== Segment start ==

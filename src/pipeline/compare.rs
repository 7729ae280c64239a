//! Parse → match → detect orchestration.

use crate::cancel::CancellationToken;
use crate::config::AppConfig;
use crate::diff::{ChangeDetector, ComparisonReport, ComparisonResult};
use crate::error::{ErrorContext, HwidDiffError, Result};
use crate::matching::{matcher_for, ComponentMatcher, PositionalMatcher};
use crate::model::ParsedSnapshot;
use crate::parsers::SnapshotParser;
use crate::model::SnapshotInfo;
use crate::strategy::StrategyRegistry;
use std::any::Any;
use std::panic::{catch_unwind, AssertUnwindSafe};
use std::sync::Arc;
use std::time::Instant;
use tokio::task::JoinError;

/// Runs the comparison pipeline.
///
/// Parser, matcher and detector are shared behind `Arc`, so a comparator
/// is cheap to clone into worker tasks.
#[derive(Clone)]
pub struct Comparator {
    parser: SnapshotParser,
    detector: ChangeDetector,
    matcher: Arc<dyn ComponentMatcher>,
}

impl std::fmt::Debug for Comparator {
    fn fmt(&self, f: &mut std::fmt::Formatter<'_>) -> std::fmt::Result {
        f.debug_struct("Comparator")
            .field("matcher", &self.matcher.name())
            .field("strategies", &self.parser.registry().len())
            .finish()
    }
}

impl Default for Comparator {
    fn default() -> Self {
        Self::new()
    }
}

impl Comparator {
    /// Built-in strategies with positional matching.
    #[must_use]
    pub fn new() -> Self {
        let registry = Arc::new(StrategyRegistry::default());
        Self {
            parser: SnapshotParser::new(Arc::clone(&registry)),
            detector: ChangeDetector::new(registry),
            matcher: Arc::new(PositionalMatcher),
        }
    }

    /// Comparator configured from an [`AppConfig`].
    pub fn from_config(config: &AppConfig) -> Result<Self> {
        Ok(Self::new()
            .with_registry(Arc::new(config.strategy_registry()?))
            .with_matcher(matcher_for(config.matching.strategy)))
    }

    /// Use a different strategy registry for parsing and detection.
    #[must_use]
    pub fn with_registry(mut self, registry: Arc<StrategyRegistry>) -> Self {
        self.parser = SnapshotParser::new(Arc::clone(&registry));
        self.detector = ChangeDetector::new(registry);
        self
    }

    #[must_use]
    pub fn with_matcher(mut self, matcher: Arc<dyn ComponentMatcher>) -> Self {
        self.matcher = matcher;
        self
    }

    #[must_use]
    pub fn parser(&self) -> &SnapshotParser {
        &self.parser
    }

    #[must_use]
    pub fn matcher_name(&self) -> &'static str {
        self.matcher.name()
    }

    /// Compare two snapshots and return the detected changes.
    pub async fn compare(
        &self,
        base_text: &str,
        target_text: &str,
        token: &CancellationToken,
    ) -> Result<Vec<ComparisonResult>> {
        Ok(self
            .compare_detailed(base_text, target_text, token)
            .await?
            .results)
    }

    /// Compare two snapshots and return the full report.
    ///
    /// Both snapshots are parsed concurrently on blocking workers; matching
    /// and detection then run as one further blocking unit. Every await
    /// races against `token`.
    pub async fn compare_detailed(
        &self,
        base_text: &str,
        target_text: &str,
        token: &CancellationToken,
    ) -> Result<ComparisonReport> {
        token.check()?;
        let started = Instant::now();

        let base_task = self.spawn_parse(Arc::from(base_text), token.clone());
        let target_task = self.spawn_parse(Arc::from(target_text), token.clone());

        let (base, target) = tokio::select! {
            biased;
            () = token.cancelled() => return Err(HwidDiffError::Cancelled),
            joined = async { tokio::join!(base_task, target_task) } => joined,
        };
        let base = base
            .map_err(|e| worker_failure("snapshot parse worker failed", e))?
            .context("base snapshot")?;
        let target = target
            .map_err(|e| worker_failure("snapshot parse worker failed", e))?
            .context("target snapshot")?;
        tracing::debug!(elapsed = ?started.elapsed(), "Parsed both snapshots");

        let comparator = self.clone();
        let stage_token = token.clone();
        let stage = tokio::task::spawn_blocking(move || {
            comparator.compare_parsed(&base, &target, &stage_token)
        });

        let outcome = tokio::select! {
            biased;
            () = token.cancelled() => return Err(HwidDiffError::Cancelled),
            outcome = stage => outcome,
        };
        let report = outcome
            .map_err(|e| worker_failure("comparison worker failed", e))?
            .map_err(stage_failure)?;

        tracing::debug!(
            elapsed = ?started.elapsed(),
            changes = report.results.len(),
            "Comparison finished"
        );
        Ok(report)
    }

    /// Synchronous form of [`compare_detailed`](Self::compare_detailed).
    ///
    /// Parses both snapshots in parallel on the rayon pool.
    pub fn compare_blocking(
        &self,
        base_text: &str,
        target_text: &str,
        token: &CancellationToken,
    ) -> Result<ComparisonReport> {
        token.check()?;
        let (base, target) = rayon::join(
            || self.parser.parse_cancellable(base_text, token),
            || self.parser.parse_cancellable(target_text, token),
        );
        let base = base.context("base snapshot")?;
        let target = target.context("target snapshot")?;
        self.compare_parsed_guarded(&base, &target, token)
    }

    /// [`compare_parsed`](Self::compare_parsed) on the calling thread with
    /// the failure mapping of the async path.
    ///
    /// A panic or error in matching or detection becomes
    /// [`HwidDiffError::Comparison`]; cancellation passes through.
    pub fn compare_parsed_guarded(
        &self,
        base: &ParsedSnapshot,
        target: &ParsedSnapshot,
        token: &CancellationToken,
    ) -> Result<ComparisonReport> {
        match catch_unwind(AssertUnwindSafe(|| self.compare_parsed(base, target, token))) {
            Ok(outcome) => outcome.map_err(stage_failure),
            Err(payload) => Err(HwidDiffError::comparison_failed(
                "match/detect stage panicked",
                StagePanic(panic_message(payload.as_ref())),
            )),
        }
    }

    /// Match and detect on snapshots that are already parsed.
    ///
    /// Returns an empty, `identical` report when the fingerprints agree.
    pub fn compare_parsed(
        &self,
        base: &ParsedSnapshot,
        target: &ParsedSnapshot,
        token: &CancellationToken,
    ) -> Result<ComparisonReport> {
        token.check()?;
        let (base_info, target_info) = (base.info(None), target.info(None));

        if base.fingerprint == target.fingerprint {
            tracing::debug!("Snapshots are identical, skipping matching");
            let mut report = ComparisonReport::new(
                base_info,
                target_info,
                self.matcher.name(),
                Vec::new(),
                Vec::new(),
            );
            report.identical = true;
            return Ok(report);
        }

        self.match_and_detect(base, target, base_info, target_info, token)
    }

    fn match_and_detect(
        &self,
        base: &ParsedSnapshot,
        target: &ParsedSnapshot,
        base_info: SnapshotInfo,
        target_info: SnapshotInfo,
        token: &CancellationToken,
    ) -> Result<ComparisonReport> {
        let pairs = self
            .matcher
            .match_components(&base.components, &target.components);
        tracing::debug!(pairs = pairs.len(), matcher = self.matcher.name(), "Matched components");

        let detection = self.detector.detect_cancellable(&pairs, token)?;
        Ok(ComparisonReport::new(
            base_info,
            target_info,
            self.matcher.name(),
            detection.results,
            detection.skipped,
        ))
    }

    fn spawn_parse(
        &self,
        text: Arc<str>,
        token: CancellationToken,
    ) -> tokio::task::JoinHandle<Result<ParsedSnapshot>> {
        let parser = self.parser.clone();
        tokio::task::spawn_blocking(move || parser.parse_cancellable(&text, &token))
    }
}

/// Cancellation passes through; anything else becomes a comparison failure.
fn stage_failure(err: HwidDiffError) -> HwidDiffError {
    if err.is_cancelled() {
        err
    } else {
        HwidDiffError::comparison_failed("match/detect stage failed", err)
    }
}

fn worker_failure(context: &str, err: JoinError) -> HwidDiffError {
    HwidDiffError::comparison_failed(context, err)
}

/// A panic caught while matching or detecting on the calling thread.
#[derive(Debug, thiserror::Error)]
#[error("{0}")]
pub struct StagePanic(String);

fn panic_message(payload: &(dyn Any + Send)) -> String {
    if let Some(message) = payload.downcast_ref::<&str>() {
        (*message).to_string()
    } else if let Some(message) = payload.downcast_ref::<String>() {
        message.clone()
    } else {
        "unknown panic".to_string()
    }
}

== Segment end ==

● **What the task requires**: Your answer should be the lines of the records that hold the string "identical".

● **Answer section**:
    /// Returns an empty, `identical` report when the fingerprints agree.
            tracing::debug!("Snapshots are identical, skipping matching");
            report.identical = true;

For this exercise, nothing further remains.